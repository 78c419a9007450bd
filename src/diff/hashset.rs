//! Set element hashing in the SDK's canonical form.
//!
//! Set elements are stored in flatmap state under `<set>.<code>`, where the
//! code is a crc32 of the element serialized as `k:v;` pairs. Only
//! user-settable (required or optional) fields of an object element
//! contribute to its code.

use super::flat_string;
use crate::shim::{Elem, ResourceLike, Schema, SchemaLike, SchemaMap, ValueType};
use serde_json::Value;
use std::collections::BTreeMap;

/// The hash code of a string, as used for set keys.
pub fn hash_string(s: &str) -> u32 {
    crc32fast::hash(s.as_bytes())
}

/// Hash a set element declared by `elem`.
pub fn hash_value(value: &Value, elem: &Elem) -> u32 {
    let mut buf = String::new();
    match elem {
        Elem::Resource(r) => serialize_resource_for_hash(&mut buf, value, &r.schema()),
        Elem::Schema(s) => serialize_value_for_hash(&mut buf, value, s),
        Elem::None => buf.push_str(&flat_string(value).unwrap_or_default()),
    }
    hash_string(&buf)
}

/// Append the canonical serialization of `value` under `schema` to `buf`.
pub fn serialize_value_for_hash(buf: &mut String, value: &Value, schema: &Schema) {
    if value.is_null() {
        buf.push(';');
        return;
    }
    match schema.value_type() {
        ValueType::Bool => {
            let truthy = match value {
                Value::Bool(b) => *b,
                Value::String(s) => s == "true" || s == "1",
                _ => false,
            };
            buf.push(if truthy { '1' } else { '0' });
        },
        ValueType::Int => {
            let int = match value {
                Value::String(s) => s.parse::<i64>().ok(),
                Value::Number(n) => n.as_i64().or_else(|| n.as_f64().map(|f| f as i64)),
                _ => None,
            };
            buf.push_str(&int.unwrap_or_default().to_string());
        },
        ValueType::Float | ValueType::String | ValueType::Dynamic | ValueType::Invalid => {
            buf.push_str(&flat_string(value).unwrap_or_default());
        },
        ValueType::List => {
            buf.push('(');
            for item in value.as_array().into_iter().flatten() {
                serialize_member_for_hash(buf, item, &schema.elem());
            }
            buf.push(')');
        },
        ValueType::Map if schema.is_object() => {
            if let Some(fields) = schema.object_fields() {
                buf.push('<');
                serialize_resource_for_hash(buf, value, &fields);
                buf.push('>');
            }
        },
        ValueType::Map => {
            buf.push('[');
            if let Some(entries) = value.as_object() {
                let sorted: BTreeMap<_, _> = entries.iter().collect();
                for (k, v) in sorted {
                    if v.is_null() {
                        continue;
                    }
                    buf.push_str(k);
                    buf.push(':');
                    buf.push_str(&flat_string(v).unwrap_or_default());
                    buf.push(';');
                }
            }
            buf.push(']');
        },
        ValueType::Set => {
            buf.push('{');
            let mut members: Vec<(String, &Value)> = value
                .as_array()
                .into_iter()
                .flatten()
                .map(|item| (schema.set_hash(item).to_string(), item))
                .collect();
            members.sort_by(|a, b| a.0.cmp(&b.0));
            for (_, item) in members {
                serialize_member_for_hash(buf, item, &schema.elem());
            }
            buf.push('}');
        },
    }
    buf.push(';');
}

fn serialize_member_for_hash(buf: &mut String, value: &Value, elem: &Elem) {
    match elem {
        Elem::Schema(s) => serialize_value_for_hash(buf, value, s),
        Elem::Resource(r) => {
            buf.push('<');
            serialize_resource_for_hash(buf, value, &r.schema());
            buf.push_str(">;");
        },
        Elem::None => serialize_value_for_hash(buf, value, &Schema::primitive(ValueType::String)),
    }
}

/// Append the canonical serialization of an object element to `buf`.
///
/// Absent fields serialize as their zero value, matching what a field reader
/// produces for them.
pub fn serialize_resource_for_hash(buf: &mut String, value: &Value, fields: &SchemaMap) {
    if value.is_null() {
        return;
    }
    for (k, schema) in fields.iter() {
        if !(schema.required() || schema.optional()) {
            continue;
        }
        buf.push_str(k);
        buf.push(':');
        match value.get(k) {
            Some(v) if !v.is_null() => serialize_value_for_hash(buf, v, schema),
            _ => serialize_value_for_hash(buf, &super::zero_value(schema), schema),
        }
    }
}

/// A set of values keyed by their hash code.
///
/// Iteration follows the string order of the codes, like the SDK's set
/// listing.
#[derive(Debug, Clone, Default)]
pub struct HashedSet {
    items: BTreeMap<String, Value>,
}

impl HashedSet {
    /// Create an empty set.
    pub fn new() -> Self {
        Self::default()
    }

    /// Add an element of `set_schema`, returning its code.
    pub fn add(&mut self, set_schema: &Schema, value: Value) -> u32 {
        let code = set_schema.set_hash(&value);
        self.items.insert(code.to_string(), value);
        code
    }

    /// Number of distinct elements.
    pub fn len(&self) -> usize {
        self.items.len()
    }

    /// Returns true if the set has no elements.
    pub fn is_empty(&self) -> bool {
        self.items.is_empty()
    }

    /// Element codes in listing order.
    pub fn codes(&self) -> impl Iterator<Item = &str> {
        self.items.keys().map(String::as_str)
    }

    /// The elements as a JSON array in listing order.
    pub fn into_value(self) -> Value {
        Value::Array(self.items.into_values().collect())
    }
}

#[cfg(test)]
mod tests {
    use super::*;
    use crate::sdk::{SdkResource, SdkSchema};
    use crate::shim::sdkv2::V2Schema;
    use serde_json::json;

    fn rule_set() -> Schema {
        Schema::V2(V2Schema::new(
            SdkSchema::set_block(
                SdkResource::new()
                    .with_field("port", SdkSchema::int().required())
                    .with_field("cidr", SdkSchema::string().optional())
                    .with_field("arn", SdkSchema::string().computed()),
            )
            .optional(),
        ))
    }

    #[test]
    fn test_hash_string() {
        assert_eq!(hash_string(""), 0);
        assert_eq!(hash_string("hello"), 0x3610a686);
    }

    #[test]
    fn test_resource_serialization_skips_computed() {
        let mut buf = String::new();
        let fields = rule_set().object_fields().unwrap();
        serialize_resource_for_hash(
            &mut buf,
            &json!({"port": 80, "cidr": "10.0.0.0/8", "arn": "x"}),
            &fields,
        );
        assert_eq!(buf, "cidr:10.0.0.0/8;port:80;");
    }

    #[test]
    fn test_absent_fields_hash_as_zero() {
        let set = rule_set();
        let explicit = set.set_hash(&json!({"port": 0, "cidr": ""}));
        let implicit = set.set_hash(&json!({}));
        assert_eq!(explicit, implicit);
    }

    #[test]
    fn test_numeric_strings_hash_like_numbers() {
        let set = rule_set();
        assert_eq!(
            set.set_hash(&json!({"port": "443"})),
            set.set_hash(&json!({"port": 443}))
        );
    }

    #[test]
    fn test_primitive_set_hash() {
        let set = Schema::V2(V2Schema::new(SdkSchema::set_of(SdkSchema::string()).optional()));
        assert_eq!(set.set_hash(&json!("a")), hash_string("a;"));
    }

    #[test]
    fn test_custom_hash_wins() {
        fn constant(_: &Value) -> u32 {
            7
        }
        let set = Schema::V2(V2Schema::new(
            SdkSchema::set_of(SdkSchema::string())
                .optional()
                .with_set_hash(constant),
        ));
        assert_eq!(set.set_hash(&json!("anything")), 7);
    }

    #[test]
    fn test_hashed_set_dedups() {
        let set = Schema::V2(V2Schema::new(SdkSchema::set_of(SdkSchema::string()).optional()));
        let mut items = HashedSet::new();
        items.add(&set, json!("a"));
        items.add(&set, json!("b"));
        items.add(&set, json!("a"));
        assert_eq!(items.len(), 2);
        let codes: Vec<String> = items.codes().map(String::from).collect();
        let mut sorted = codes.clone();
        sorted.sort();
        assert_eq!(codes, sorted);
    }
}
------------------------------
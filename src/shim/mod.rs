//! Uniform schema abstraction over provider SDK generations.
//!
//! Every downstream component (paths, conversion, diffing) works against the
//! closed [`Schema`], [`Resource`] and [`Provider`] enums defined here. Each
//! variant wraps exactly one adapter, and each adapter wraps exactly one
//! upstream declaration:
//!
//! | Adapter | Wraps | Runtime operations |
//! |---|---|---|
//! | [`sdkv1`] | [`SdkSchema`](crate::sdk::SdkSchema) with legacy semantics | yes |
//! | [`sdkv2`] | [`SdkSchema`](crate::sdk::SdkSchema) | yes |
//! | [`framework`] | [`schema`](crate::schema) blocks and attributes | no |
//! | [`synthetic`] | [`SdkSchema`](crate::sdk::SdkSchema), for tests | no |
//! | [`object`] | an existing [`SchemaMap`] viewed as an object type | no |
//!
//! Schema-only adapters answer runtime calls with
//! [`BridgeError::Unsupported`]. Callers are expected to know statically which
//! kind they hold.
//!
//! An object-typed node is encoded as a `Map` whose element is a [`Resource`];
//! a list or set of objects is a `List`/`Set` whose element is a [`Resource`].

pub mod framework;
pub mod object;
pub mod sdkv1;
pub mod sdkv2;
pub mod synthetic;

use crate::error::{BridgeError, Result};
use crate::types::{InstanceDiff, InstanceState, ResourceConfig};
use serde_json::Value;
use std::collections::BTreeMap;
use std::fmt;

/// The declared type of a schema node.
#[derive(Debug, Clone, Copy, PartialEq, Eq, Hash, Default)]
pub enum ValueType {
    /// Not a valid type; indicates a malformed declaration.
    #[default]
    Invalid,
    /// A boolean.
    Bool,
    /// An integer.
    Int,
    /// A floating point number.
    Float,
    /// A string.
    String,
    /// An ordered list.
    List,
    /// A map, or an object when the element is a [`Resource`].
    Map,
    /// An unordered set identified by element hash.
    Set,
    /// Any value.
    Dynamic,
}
------------------------------
## Brief
Please give the number of lines above containing "items" and nothing else.

## Written reply
12